• **EXERCISE MATERIALS**
:::::

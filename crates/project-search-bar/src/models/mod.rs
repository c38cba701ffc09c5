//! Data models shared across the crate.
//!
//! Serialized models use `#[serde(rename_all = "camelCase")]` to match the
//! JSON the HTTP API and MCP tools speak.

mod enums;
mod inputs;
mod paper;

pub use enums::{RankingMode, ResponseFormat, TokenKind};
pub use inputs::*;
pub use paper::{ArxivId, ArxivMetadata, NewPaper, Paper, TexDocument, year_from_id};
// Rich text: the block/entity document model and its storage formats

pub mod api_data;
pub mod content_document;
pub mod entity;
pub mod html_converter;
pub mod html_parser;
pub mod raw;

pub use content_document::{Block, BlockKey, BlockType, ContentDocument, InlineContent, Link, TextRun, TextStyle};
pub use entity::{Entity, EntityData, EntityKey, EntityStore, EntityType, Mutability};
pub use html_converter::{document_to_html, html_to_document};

:::::

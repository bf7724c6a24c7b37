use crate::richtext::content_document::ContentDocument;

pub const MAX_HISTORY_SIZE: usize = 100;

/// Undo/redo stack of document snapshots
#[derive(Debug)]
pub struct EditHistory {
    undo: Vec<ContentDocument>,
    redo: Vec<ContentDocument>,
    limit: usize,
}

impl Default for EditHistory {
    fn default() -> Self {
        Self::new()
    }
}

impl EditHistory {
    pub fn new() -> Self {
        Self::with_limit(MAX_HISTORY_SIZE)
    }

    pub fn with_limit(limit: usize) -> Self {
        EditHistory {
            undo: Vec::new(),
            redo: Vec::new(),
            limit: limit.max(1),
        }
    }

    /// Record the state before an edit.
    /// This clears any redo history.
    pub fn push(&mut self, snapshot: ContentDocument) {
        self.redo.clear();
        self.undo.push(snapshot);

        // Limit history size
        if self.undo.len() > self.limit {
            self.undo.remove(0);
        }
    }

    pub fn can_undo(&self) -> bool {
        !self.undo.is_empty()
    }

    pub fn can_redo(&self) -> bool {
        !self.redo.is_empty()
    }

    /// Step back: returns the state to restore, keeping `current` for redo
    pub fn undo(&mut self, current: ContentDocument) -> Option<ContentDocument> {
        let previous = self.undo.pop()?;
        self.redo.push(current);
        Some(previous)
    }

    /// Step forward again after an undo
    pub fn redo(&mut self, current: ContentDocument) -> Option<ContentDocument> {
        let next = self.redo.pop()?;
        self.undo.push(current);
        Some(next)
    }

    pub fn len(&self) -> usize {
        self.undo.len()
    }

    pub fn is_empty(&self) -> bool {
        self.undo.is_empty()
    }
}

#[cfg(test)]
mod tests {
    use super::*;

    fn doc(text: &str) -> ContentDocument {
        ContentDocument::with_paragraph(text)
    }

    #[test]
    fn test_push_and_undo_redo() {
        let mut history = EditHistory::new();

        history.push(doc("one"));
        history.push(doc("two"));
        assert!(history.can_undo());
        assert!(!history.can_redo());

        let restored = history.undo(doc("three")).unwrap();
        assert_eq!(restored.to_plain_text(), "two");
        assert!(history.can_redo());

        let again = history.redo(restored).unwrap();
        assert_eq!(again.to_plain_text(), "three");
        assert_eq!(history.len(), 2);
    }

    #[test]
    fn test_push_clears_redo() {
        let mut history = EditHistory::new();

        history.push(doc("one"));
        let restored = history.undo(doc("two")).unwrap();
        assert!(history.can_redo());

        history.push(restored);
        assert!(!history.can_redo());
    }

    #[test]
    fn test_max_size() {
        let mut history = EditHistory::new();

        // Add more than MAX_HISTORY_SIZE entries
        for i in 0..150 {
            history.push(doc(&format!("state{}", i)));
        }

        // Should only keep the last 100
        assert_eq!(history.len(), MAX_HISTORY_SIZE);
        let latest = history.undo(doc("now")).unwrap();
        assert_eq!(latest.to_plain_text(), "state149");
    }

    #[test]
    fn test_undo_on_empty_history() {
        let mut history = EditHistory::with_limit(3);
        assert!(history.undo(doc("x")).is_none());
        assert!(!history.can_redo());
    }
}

:::::

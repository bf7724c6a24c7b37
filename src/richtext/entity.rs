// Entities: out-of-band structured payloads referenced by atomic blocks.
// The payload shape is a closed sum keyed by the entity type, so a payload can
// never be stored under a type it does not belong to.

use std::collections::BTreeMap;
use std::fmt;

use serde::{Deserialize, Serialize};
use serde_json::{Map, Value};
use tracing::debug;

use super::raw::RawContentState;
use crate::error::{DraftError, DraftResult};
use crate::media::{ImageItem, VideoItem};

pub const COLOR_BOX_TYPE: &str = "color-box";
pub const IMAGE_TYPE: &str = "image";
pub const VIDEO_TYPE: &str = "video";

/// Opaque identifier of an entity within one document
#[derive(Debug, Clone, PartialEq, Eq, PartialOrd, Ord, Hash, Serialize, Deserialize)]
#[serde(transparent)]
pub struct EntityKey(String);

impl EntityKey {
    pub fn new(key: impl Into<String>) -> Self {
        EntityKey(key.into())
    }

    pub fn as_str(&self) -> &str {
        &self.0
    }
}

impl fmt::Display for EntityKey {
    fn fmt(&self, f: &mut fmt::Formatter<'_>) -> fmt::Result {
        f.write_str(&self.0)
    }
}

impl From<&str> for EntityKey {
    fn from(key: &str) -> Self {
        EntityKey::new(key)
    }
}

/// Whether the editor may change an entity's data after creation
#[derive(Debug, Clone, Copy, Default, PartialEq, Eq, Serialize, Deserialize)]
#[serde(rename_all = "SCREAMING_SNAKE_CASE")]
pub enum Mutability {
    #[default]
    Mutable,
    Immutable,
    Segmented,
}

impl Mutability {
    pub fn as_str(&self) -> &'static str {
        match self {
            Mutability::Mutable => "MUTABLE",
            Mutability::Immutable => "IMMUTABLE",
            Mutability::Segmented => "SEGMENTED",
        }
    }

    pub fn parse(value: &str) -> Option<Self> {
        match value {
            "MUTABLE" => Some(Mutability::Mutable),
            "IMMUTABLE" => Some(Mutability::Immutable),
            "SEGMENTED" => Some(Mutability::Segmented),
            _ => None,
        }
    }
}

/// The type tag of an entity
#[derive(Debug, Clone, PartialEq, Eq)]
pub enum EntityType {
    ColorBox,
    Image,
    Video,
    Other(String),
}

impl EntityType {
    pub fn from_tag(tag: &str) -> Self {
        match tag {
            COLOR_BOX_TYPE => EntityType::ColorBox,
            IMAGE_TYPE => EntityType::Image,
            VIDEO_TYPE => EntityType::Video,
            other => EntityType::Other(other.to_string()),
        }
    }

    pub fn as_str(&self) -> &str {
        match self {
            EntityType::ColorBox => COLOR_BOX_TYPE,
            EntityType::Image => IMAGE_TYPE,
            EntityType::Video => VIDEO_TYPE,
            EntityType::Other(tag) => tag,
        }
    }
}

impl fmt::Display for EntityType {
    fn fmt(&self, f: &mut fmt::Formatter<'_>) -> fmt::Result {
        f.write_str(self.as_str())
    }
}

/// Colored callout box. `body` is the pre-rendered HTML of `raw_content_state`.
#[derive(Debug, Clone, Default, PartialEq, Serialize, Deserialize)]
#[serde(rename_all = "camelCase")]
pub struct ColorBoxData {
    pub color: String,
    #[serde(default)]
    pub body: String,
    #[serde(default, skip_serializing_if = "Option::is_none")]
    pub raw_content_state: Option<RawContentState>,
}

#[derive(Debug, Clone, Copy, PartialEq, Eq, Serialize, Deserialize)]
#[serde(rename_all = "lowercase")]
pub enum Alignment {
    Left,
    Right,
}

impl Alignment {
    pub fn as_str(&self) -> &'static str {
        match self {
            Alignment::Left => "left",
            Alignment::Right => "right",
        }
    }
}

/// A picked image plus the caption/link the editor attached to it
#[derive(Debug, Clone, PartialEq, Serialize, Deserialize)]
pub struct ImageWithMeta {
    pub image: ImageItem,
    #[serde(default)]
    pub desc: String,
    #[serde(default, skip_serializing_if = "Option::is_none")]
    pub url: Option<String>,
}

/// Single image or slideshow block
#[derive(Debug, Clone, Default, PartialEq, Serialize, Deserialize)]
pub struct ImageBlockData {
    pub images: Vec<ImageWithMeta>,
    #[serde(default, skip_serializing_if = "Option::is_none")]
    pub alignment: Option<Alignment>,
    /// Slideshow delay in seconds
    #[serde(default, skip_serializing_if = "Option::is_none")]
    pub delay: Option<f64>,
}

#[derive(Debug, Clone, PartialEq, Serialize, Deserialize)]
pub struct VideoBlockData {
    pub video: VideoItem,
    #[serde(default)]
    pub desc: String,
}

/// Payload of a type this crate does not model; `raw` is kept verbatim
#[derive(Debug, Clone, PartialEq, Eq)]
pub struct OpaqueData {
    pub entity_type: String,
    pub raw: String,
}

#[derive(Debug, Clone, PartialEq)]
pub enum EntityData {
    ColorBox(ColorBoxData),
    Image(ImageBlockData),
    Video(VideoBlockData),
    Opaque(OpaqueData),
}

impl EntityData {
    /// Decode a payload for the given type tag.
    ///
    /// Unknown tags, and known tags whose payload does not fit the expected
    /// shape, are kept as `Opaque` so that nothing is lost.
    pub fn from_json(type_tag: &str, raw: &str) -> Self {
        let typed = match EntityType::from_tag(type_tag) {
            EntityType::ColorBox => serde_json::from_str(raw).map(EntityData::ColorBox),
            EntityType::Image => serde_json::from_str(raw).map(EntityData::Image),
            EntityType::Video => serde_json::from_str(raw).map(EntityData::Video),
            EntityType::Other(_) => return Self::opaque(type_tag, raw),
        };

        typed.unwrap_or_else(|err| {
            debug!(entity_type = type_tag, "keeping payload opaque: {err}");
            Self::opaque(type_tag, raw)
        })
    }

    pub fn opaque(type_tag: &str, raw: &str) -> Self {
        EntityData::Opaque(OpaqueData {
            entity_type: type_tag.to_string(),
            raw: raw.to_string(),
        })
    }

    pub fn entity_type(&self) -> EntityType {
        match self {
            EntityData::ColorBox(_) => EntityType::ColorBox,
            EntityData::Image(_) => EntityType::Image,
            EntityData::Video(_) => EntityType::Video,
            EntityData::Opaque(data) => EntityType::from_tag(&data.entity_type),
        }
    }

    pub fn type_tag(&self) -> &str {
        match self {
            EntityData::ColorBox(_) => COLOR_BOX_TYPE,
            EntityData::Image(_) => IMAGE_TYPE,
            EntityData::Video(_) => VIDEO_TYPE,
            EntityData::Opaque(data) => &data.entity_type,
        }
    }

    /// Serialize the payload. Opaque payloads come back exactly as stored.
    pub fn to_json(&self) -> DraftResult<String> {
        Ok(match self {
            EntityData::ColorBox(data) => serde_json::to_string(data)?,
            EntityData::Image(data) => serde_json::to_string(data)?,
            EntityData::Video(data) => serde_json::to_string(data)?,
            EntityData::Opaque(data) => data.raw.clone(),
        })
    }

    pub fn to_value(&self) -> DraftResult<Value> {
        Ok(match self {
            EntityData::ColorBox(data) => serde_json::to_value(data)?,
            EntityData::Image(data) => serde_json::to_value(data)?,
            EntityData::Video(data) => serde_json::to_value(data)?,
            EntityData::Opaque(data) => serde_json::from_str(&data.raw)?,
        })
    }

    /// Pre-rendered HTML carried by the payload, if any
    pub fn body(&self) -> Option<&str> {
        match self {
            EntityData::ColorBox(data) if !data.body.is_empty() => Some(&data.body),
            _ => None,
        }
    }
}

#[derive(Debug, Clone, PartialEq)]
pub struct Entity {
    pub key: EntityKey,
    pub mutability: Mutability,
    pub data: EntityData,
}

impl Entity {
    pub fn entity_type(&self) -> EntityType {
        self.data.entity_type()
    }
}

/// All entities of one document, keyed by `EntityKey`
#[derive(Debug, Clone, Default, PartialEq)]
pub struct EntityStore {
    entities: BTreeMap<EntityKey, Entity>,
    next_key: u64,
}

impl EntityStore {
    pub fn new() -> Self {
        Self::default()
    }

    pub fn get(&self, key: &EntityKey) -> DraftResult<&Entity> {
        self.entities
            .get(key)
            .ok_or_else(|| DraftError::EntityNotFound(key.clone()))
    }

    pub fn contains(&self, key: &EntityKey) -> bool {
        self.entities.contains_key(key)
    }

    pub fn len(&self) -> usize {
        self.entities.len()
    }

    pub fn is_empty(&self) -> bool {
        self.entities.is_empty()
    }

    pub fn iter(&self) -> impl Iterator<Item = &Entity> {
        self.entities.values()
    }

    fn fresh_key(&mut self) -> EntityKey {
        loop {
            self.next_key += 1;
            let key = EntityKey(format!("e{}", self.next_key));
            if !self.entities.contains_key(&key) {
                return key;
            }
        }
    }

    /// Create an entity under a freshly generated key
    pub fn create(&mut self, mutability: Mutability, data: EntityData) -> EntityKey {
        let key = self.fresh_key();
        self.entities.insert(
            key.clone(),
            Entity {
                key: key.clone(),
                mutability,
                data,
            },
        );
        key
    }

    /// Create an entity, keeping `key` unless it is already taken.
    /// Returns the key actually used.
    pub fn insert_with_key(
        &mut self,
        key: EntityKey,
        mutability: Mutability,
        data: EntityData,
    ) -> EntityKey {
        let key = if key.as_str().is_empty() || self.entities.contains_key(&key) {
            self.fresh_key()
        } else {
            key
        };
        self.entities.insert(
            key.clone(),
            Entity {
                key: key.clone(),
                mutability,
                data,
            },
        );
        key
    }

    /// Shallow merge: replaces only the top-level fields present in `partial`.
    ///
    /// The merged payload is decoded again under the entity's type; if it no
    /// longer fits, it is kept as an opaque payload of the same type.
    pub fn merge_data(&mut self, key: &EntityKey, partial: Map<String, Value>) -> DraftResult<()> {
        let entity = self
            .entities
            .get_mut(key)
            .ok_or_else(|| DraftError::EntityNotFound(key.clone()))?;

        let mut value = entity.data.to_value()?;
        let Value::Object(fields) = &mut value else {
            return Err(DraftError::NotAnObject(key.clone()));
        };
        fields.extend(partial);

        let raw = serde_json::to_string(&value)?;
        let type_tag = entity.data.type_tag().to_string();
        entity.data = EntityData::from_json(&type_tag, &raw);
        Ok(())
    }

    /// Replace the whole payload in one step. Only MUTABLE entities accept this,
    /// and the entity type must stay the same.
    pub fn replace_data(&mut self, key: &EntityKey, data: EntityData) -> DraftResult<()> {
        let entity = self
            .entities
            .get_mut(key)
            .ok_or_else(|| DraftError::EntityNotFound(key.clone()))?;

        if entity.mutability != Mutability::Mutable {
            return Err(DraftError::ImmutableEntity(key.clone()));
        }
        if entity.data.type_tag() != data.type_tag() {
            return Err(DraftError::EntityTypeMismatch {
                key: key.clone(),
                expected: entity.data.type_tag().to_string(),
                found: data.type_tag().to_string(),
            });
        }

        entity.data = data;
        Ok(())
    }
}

:::::

• **WHAT YOU ARE ASKED TO DO**
Provide a count of the lines in the data above that include the word "usize", stating the number alone.

• **ANSWER AREA**
5